О-о-о-о-ох… вспоминать тяжело… да уж ладно, вспомню…
Мое семейство большое почти все перестреляли. Отец, мать, три сестры, брат и двоюродный брат тогда, в восемнадцатом году, в Нижний из Василя, после лета, вернулись. Тут и начались расстрелы… по всему городу… Их расстреляли на Гребешке. На Ярилиной горе… Там десять тысяч человек положили… Братик и одна сестричка чудом спаслись! Выжили… среди наваленных тел, трупов… плавали в крови своей и чужой… выжили. Их живых из-под трупов достали… ночью… добрые люди… услышали стоны… С нашей теткой, Зоей Дормидонтовной Беловой, братик и сестра – во Францию на корабле уехали, из Одессы… на чужбине от смерти – спрятались… Ну, там, конечно, чужого, французского горя хлебнули… Да все живы остались, письма мне оттуда писали; не все доходили; а потом и вовсе приходить перестали; я за них молитвы Господу возносила.
А mama, papa, две сестрички, Лизочка и Леночка, и кузен мой, шалун, повеса… так там и остались лежать… на Ярилиной горе… в Нижнем…
А я в Василе осталась тогда, уж больно мне хотелось антоновских яблок и спелой калины в зиму пособирать… и схоронилась, и чудом уцелела.
А-а-а-а-ах… кх, кх, кх… ох, ох… Ножки болят… суставчики… Мне ведь, знаете, сколько лет?.. Да я и сама уж теперь не знаю…
Надо жить было в том аду. Выживать… Меня под себя подмял комиссар. Я за него замуж вышла. Ну как вышла? Мы ж не венчались… а так… Плакала я очень. Грубый он был. Но я за ним – жива осталась, меня уж не тронули. Никто меня, как “бывшую”, ни в тюрьму не упек… ни к стенке не поставил… Комиссар мой, Леонидом его звали, любил сигареты “Ира” курить. Курил-дымил без роздыху. Я задыхалась в табачном дыму… все легкие прочернели… дышала-дышала – да и сама дымить начала… И посейчас курю. Ах, дайте-ка я закурю!.. И прокашляюсь сразу… кха, кха, кх-х-ха…
Ну так вот. А у меня тут, в главном нашем васильском доме, от mama остался маленький сундучок с драгоценностями. Мамочка все мне шептала на ночь, на ушко: Санечка, это ваше наследство, твое, Annette, Lise и Helene… Тут все мои жемчуга, papa покупал мне их в Париже и в Риме, тут брильянты дивные, роскошной огранки… тут прабабушки вашей, урожденной графини Шереметьевой, перстни с сапфирами и шпинелью в оправе из мелких алмазиков… тут золотые цепочки… тут кольцо, что бабке вашей на балу Царь Николай Павлович сам на палец надел!.. Тут изумруды египетские, изумрудное колье, а это подарок Императрицы-матери Марии Федоровны – мне самой, матери вашей… берегу как зеницу ока… только на Рождество да на Пасху надеваю… А я mama спрашиваю: а почему ж вы такие сокровища не в нижегородском нашем доме, а здесь, в Василе, держите?.. И mama вдруг лицо ладонями закрыла – и заплакала. А потом руки от лица отняла… гляжу – улыбка у нее на губах, такая прелестная… красивая наша мать была, просто – икона… И шепчет: здесь, в городишке уездном, мое последнее счастье, ваше единственное наследство будет сохраннее… шепчет: время дикое, тяжкое грядет… смерть идет на нас черной тучей, смерть…

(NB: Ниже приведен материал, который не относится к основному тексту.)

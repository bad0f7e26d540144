const UNITS: [&str; 4] = ["Bytes", "KB", "MB", "GB"];

/// Human-readable size, e.g. `1536` -> `"1.5 KB"`.
pub fn format_file_size(bytes: u64) -> String {
    if bytes == 0 {
        return "0 Bytes".to_string();
    }

    let mut exponent = 0;
    while exponent + 1 < UNITS.len() && bytes >= 1024u64.pow(exponent as u32 + 1) {
        exponent += 1;
    }

    let scaled = bytes as f64 / 1024f64.powi(exponent as i32);
    let rounded = (scaled * 100.0).round() / 100.0;
    format!("{} {}", rounded, UNITS[exponent])
}
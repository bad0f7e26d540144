use super::format::format_file_size;
use crate::config::Settings;

#[derive(Debug, Clone, PartialEq, Eq, thiserror::Error)]
pub enum SelectionError {
    #[error("Error: please select a valid {label} file.")]
    Extension { label: String },

    #[error("Error: the file cannot exceed {limit}.")]
    TooLarge { limit: String },
}

/// Which local files may be uploaded.
#[derive(Clone, Debug, PartialEq, Eq)]
pub struct UploadPolicy {
    extension: String,
    max_bytes: u64,
}

impl Default for UploadPolicy {
    fn default() -> Self {
        Self::new("csv", 10 * 1024 * 1024)
    }
}

impl UploadPolicy {
    /// `extension` may be given with or without the leading dot.
    pub fn new(extension: &str, max_bytes: u64) -> Self {
        let bare = extension.trim().trim_start_matches('.').to_lowercase();
        Self {
            extension: format!(".{bare}"),
            max_bytes,
        }
    }

    pub fn from_settings(settings: &Settings) -> Self {
        Self::new(&settings.allowed_extension, settings.max_file_size_bytes())
    }

    pub fn extension(&self) -> &str {
        &self.extension
    }

    pub fn max_bytes(&self) -> u64 {
        self.max_bytes
    }

    pub fn check(&self, name: &str, size: u64) -> Result<(), SelectionError> {
        if !name.to_lowercase().ends_with(&self.extension) {
            return Err(SelectionError::Extension {
                label: self.extension.trim_start_matches('.').to_uppercase(),
            });
        }
        if size > self.max_bytes {
            return Err(SelectionError::TooLarge {
                limit: format_file_size(self.max_bytes),
            });
        }
        Ok(())
    }
}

Так оно и вышло. Черная смерть съела все, как саранча… не одну нашу семью сожрала… А всю Россию. Всю…
Кха, кха, кха-а-а-а… Ну и вот… За комиссаром я, значит. Он – расстрелами занимается… и, выходит, я жена убийцы. Душа моя вся прочернела, не только легкие от табака… А он ночами накурится, водки напьется, одеяло с меня сбросит на пол и кричит: ты, бывшая! Ты, кружевная барышенька! Мы вас всех так и растак! Вставай, кричит, кисея графская, да танцуй мне, танцуй! Я сегодня сто человек в затылок расстрелял… хочу развлечься! Танцуй да на колени мне голая садись!.. Я все делала, как он хотел… Он меня – бил, если что не так…

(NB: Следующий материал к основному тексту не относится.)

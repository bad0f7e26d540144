use crate::config::Settings;
use async_trait::async_trait;
use reqwest::Client;
use reqwest::multipart::{Form, Part};
use serde::Deserialize;

/// Multipart field name the backend reads the file from.
pub const FILE_FIELD: &str = "csvFile";

#[derive(Clone, Debug, PartialEq, Eq)]
pub struct SelectedFile {
    pub name: String,
    pub size: u64,
    pub data: Vec<u8>,
}

/// A file chosen in the picker before its contents are read.
#[derive(Clone, Debug, PartialEq, Eq)]
pub struct FilePick {
    pub name: String,
    pub size: u64,
}

impl FilePick {
    pub fn new(name: impl Into<String>, size: u64) -> Self {
        Self {
            name: name.into(),
            size,
        }
    }
}

impl SelectedFile {
    pub fn new(name: impl Into<String>, data: Vec<u8>) -> Self {
        Self {
            name: name.into(),
            size: data.len() as u64,
            data,
        }
    }
}

/// What the backend says about a processed upload. Every field is optional;
/// an unexpected JSON shape yields the default receipt.
#[derive(Clone, Debug, Default, PartialEq, Eq, Deserialize)]
pub struct UploadReceipt {
    #[serde(default)]
    pub success: Option<bool>,
    #[serde(default)]
    pub message: Option<String>,
    #[serde(default)]
    pub rows_processed: Option<u64>,
    #[serde(default)]
    pub file_name: Option<String>,
}

#[derive(Debug, thiserror::Error)]
pub enum UploadError {
    #[error("backend unreachable: {0}")]
    Connection(#[source] reqwest::Error),

    #[error("HTTP error {status}: {detail}")]
    Status { status: u16, detail: String },

    #[error("invalid response: {0}")]
    Response(String),

    #[error("request failed: {0}")]
    Transport(#[source] reqwest::Error),
}

impl From<reqwest::Error> for UploadError {
    fn from(err: reqwest::Error) -> Self {
        if err.is_connect() || err.is_timeout() || err.is_request() {
            UploadError::Connection(err)
        } else {
            UploadError::Transport(err)
        }
    }
}

#[async_trait]
pub trait UploadBackend: Send + Sync {
    async fn upload(&self, file: &SelectedFile) -> Result<UploadReceipt, UploadError>;
}

#[derive(Clone)]
pub struct HttpUploadBackend {
    client: Client,
    url: String,
}

impl HttpUploadBackend {
    pub fn new(url: impl Into<String>) -> Self {
        Self {
            client: Client::new(),
            url: url.into(),
        }
    }

    pub fn from_settings(settings: &Settings) -> Self {
        Self::new(settings.upload_url.clone())
    }
}

#[derive(Deserialize)]
struct ErrorBody {
    detail: serde_json::Value,
}

/// FastAPI puts the reason under `detail`; fall back to the raw body.
fn error_detail(body: &str) -> String {
    match serde_json::from_str::<ErrorBody>(body) {
        Ok(ErrorBody {
            detail: serde_json::Value::String(text),
        }) => text,
        Ok(ErrorBody { detail }) => detail.to_string(),
        Err(_) => body.trim().to_string(),
    }
}

#[async_trait]
impl UploadBackend for HttpUploadBackend {
    async fn upload(&self, file: &SelectedFile) -> Result<UploadReceipt, UploadError> {
        let part = Part::bytes(file.data.clone())
            .file_name(file.name.clone())
            .mime_str("text/csv")?;
        let form = Form::new().part(FILE_FIELD, part);

        let response = self.client.post(&self.url).multipart(form).send().await?;
        let status = response.status();
        let body = response.text().await?;
        if !status.is_success() {
            return Err(UploadError::Status {
                status: status.as_u16(),
                detail: error_detail(&body),
            });
        }

        let value: serde_json::Value =
            serde_json::from_str(&body).map_err(|err| UploadError::Response(err.to_string()))?;
        Ok(serde_json::from_value(value).unwrap_or_default())
    }
}
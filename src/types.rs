use time::OffsetDateTime;

#[derive(Clone, Copy, Debug, PartialEq, Eq)]
pub enum Role {
    User,
    Bot,
    Error,
}

impl Role {
    pub fn css_class(self) -> &'static str {
        match self {
            Role::User => "user-message",
            Role::Bot => "bot-message",
            Role::Error => "error-message",
        }
    }
}

#[derive(Clone, Debug, PartialEq)]
pub struct ChatMessage {
    pub role: Role,
    pub content: String,
    pub created_at: Option<OffsetDateTime>,
}

impl ChatMessage {
    pub fn new(role: Role, content: impl Into<String>) -> Self {
        Self {
            role,
            content: content.into(),
            created_at: Some(OffsetDateTime::now_utc()),
        }
    }
}

#[derive(Clone, Copy, Debug, PartialEq, Eq)]
pub enum NoticeKind {
    Info,
    Success,
    Error,
}

impl NoticeKind {
    pub fn css_class(self) -> &'static str {
        match self {
            NoticeKind::Info => "message info",
            NoticeKind::Success => "message success",
            NoticeKind::Error => "message error",
        }
    }
}
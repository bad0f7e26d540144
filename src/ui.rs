use crate::views::{ChatView, UploadView};
use dioxus::prelude::*;

#[derive(Clone, Copy, Debug, PartialEq, Eq)]
enum AppTab {
    Upload,
    Chat,
}

#[component]
pub fn App() -> Element {
    let active_tab = use_signal(|| AppTab::Upload);

    rsx! {
        AppHeader { active_tab }
        TabPanels { active_tab }
    }
}

#[component]
fn AppHeader(active_tab: Signal<AppTab>) -> Element {
    rsx! {
        div { class: "header",
            div { class: "header-content",
                h1 { class: "header-title", "Portal TCC" }
                TabNavigation { active_tab }
            }
        }
    }
}

/// Both panels stay mounted so switching tabs keeps each widget's state.
#[component]
fn TabPanels(active_tab: Signal<AppTab>) -> Element {
    rsx! {
        div { class: "tab-panels",
            TabPanel {
                active_tab,
                tab: AppTab::Upload,
                children: rsx!( UploadView {} ),
            }
            TabPanel {
                active_tab,
                tab: AppTab::Chat,
                children: rsx!( ChatView {} ),
            }
        }
    }
}

#[component]
fn TabPanel(active_tab: Signal<AppTab>, tab: AppTab, children: Element) -> Element {
    let is_active = active_tab() == tab;
    let class_suffix = if is_active { "active" } else { "" };
    rsx! {
        div {
            class: format_args!("tab-panel {}", class_suffix),
            aria_hidden: (!is_active).to_string(),
            {children}
        }
    }
}

#[component]
fn TabNavigation(active_tab: Signal<AppTab>) -> Element {
    rsx! {
        div { class: "tabs",
            TabButton { active_tab, tab: AppTab::Upload, label: "Upload" }
            TabButton { active_tab, tab: AppTab::Chat, label: "Chat" }
        }
    }
}

#[component]
fn TabButton(active_tab: Signal<AppTab>, tab: AppTab, label: &'static str) -> Element {
    let mut active_tab = active_tab;
    let class = if active_tab() == tab {
        "tab active"
    } else {
        "tab"
    };
    rsx! {
        button {
            class: class,
            r#type: "button",
            onclick: move |_| active_tab.set(tab),
            "{label}"
        }
    }
}
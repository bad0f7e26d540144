//! CSV upload widget: local validation, then a single multipart request.
mod backend;
mod controller;
mod format;
mod policy;

pub use backend::{
    FILE_FIELD, FilePick, HttpUploadBackend, SelectedFile, UploadBackend, UploadError, UploadReceipt,
};
pub use controller::{
    NO_FILE_MESSAGE, READ_ERROR_MESSAGE, SELECTED_MESSAGE, SUCCESS_MESSAGE, UNREACHABLE_MESSAGE, UPLOAD_LABEL,
    UPLOADING_LABEL, UploadController, UploadOutcome, UploadSurface,
};
pub use format::format_file_size;
pub use policy::{SelectionError, UploadPolicy};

А в зеркало погляжу – и плачу-заливаюсь: красота такая пропадает… А потом тайком перекрещусь и думаю: Бога гневлю, а надо благодарить, что жива осталась…
И что? Убили моего убийцу. Убили здесь, в Василе. Убил Володя Потапов. Володя в меня был до революции влюблен. Он мне – землянику в соломенной шляпе приносил. Знаете, такие были соломенные шляпы широкополые?.. назывались – бриль… Не знаете?.. Ну и ладно… Я землянику из шляпы ела, над Володей смеялась: никогда за вас замуж не пойду! Он вздыхал: ну да, вы, Шуронька, конечно, выйдете замуж за Великого Князя, ни за кого другого… с такою-то красотой… Вот… вышла…
Ночью убил моего мужа Володя. Из обреза. Когда комиссар мой на двор по нужде вышел. Звезды тогда ярко, страшно горели… поздняя осень стояла…
Убил, в окно мне постучал: я выглянула, думала, это муж. Вижу, в свете Луны яркой и звезд, бешеное, перекошенное лицо… чужое… сердце в пятки… потом пригляделась: Боже, Володя… Что ты тут делаешь, Володя, кричу через стекло?! А он мне… по губам читаю: я твоего мучителя убил… собирайся… хватай все самое дорогое… из одежды что… и бежим…
Я спустилась в подпол. Отодвинула тяжеленную бочку с банками олифы. Под бочкой – яма, заваленная досками. Я доски отгребла… там – сундучок… Наше сокровище. Я его сама так хорошо спрятала. Понимала: красные все отберут и меня убьют, если найдут…
Но не потащишь же с собой по дорогам жизни сундучок… он размером с маленький чемоданчик был… Я выгребла все камешки, все золото. Сшила, на скорую руку, а руки-то трясутся в дикой ночи, мешочек холщовый… в него камни положила… и мешочек тот – под нижнюю юбку – суровой ниткой – крепко присобачила… Ну и все! В путь-дорогу, Санечка!.. Господь да сохранит тебя…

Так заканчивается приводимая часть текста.